Sumisih Yuningsih: Seniman Tawa, (1960-2019)
SARI TRI LESTARI, Dr. Arif Akhyat, M.A.
2022 | Skripsi | S1 SEJARAHPenelitian ini membahas kehidupan Sumisih Yuningsih dalam menjalankan minatnya terhadap kesenian ketoprak dalam periode 1960-2019. Hal ini dilatarbelakangi oleh anggapan masyarakat bahwa pertunjukan ketoprak di satu sisi menjadi hiburan yang mewah, namun di sisi lain para pemainnya dianggap rendah. Sumisih Yuningsih menjadi salah satu saksi bagaimana pasang surutnya menjadi anggota grup ketoprak. Oleh sebab itu, penulisan tentang perjalanan hidupnya menjadi penting dalam penelitian ini. Metode dalam penelitian ini adalah metode penelitian sejarah dengan menggunakan sumber primer dan sumber sekunder. Sumber primer berupa wawancara lisan, foto, majalah, dan surat kabar. Sumber sekunder berupa buku, jurnal, dan penelitian sejenis yang berkaitan dengan penelitian ini. Hasil penelitian ini menunjukkan bahwa Yuningsih sedari awal memiliki ketertarikan terhadap seni pertunjukan ketoprak. Hal ini tidak terlepas dari jalan yang diberikan oleh ayahnya. Setelah menempuh pendidikan formal seperti anak-anak lainnya, Yuningsih tetap memilih menjadi seorang seniman pada usianya yang mencapai 15 tahun. Perlahan, ia mulai belajar dari keluarga, teman, hingga mulai serius belajar menari di Sanggar Tedjokusuman. Ia lalu bergabung dalam Grup Ketoprak Darmo Muda pimpinan Yusuf Agil yang merupakan suami pertamanya. Beberapa tahun kemudian, setelah bercerai dari Yusuf Agil, ia membuat grup sendiri, yakni Grup Ketoprak Muda Rahayu, meski pada akhirnya grup ini bubar. Selanjutnya, Yuningsih mengalami pasang surut dalam kariernya. Meskipun demikian, ia dapat melewatinya dengan baik. Hal ini tidak terlepas dari modal sosial, baik internal maupun eksternal, yang mampu diberdayakan Yuningsih dengan baik. Selain itu, ia juga berpegang teguh pada sejumlah hal selama berkecimpung di bidang seni pertunjukan ketoprak, seperti bahasa humor dan dorongan eksternal yang membuatnya terus menekuni ketoprak. Dengan demikian, pengalaman dan pencapaiannya ini membawanya pada kesuksesan dan penghargaan dari berbagai pihak. Hingga usia tuanya, Yuningsih masih aktif melakukan kegiatan kesenian khususnya ndhagel dalam sejumlah pementasan.

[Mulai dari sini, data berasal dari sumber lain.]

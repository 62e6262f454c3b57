use crate::engine::{Coord, Grid};
use std::collections::BTreeSet;

/// Parses an array of string slices into a square [`Grid`].
///
/// Each string slice is one row, starting from row 0. The grid size is the
/// number of rows, and every row must have exactly that many characters.
///
/// Valid characters are:
/// - 'T': a tree
/// - 'A': a canonical tent
/// - '.': an empty cell
///
/// Row and column quotas are taken from the tents drawn, so a fixture spells
/// out its own answer key. Nothing is checked against the puzzle rules; run
/// [`crate::validator::validate`] on the result for that.
///
/// # Returns
/// * `Ok(Grid)` if parsing is successful.
/// * `Err(String)` if the input is empty, a row has the wrong length, or an
///   unrecognized character is encountered.
///
/// # Examples
/// ```
/// use tents_puzzle::utils::grid_from_str_array;
///
/// let grid = grid_from_str_array(&[
///     "TA.",
///     "...",
///     ".AT",
/// ]).unwrap();
/// assert_eq!(grid.size(), 3);
/// assert!(grid.is_tree((0, 0)));
/// assert!(grid.tents().contains(&(2, 1)));
/// assert_eq!(grid.row_quotas(), &[1, 0, 1]);
/// assert_eq!(grid.col_quotas(), &[0, 2, 0]);
///
/// assert!(grid_from_str_array(&["TX", ".."]).is_err());
/// assert!(grid_from_str_array(&["T..", ".."]).is_err());
/// ```
pub fn grid_from_str_array(s: &[&str]) -> Result<Grid, String> {
    let size = s.len();
    if size == 0 {
        return Err("Grid must have at least one row".to_string());
    }

    let mut trees: BTreeSet<Coord> = BTreeSet::new();
    let mut tents: BTreeSet<Coord> = BTreeSet::new();
    let mut row_quotas = vec![0; size];
    let mut col_quotas = vec![0; size];

    for (r, row_str) in s.iter().enumerate() {
        let width = row_str.chars().count();
        if width != size {
            return Err(format!(
                "Row {} has {} characters, expected {}",
                r, width, size
            ));
        }

        for (c, ch) in row_str.chars().enumerate() {
            match ch {
                'T' => {
                    trees.insert((r, c));
                }
                'A' => {
                    tents.insert((r, c));
                    row_quotas[r] += 1;
                    col_quotas[c] += 1;
                }
                '.' => {}
                _ => {
                    return Err(format!(
                        "Unrecognized character '{}' in row {} col {}",
                        ch, r, c
                    ))
                }
            }
        }
    }

    Ok(Grid::new(size, trees, tents, row_quotas, col_quotas))
}

#[cfg(test)]
mod tests {
    use super::*;
    use crate::engine::Cell;

    #[test]
    fn test_grid_from_str_array_valid() {
        let grid = grid_from_str_array(&["T.T..", "A..A.", ".....", ".T...", ".A..."]).unwrap();
        assert_eq!(grid.size(), 5);
        assert_eq!(grid.trees().len(), 3);
        assert_eq!(grid.tents().len(), 3);
        assert_eq!(grid.cell((1, 0)), Cell::Tent);
        assert_eq!(grid.cell((3, 1)), Cell::Tree);
        assert_eq!(grid.row_quotas(), &[0, 2, 0, 0, 1]);
        assert_eq!(grid.col_quotas(), &[1, 1, 0, 1, 0]);
    }

    #[test]
    fn test_grid_from_str_array_invalid_char() {
        let result = grid_from_str_array(&["TX", ".."]);
        assert!(result.is_err());
        assert!(result.unwrap_err().contains("Unrecognized character 'X'"));
    }

    #[test]
    fn test_grid_from_str_array_with_spaces() {
        let result = grid_from_str_array(&["T .", "...", "..."]);
        assert!(result.is_err());
        assert!(result.unwrap_err().contains("Unrecognized character ' '"));
    }

    #[test]
    fn test_grid_from_str_array_ragged_row() {
        let result = grid_from_str_array(&["T..", "....", "..."]);
        assert!(result.is_err());
        assert!(result.unwrap_err().contains("Row 1 has 4 characters"));
    }

    #[test]
    fn test_grid_from_str_array_empty_input() {
        let rows: [&str; 0] = [];
        assert!(grid_from_str_array(&rows).is_err());
    }
}
use clap::Parser;
use std::process;
use tents_puzzle::cli::PuzzleArgs;
use tents_puzzle::generator::generate;
use tents_puzzle::logging::init_logging;
use tents_puzzle::validator::validate_all;

/// Generate a tents and trees puzzle and print it with its solution
#[derive(Parser, Debug)]
#[command(author, version, about, long_about = None)]
struct Cli {
    #[command(flatten)]
    puzzle: PuzzleArgs,

    /// Only print the puzzle, not the solution
    #[arg(long)]
    hide_solution: bool,
}

fn main() {
    let cli = Cli::parse();
    init_logging(cli.puzzle.verbose);

    let config = cli.puzzle.config();
    let mut rng = cli.puzzle.rng();

    println!(
        "Generating a {}x{} puzzle with {} trees ({:?} search, up to {} attempts)...\n",
        config.grid_size, config.grid_size, config.tree_count, config.strategy, config.max_attempts
    );

    let generated = match generate(&config, &mut rng) {
        Ok(generated) => generated,
        Err(e) => {
            eprintln!("Error: {}", e);
            process::exit(1);
        }
    };
    let grid = &generated.grid;

    println!("Generated after {} attempt(s).\n", generated.attempts);
    println!("Puzzle:\n{}\n", grid);
    if !cli.hide_solution {
        println!("Solution:\n{}\n", grid.render_with_tents(grid.tents()));
        let tents: Vec<String> = grid.tents().iter().map(|(r, c)| format!("({}, {})", r, c)).collect();
        println!("Tents ({}): {}", tents.len(), tents.join(" "));
    }

    let violations = validate_all(grid, config.tree_count);
    if !violations.is_empty() {
        for violation in &violations {
            eprintln!("Violation: {}", violation);
        }
        process::exit(1);
    }
}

This study discusses the life of Sumisih Yuningsih in carrying out her interest in the art of ketoprak from 1960 to 2019. This is motivated by the public perception that the ketoprak show. On the one hand is luxury entertainment, but on the other hand the players are considered inferior. Sumisih Yuningsih was one of the witnesses to the ups and downs of being a member of the ketoprak group. Therefore, writing about her life journey is important in this research. The method in this study is a historical research method using primary and secondary sources. Primary sources are oral interviews, photographs, magazines, and newspapers. Secondary sources are books, journals, and similar research related to this research. The results of this study indicate that Yuningsih from the beginning had an interest in the performing arts of ketoprak. This is inseparable from the path given by her father. After taking formal education like other children, Yuningsih still chose to become an artist at the age of 15 years. Slowly, she began to learn from family and friends until she started seriously learning to dance at the Tedjokusuman Studio. She then joined the Darmo Muda Ketoprak Group led by Yusuf Agil, who was her first husband. A few years later, after divorcing Yusuf Agil, she formed her own group, the Ketoprak Muda Rahayu Group, although in the end the group disbanded. Furthermore, Yuningsih experienced ups and downs in her career. Even so, she got through it just fine. This is inseparable from social capital, both internal and external, which Yuningsih is able to empower properly. In addition, she also adheres to a number of things while working in the field of ketoprak performing arts, such as the language of humor and external encouragement. Thus, her experiences and achievements have brought her success and accolades from various parties. Until her old age, Yuningsih was still active in performing arts activities, especially ndhagel on many performances.
Kata Kunci : Yuningsih, ketoprak, dhagelan, modal sosial.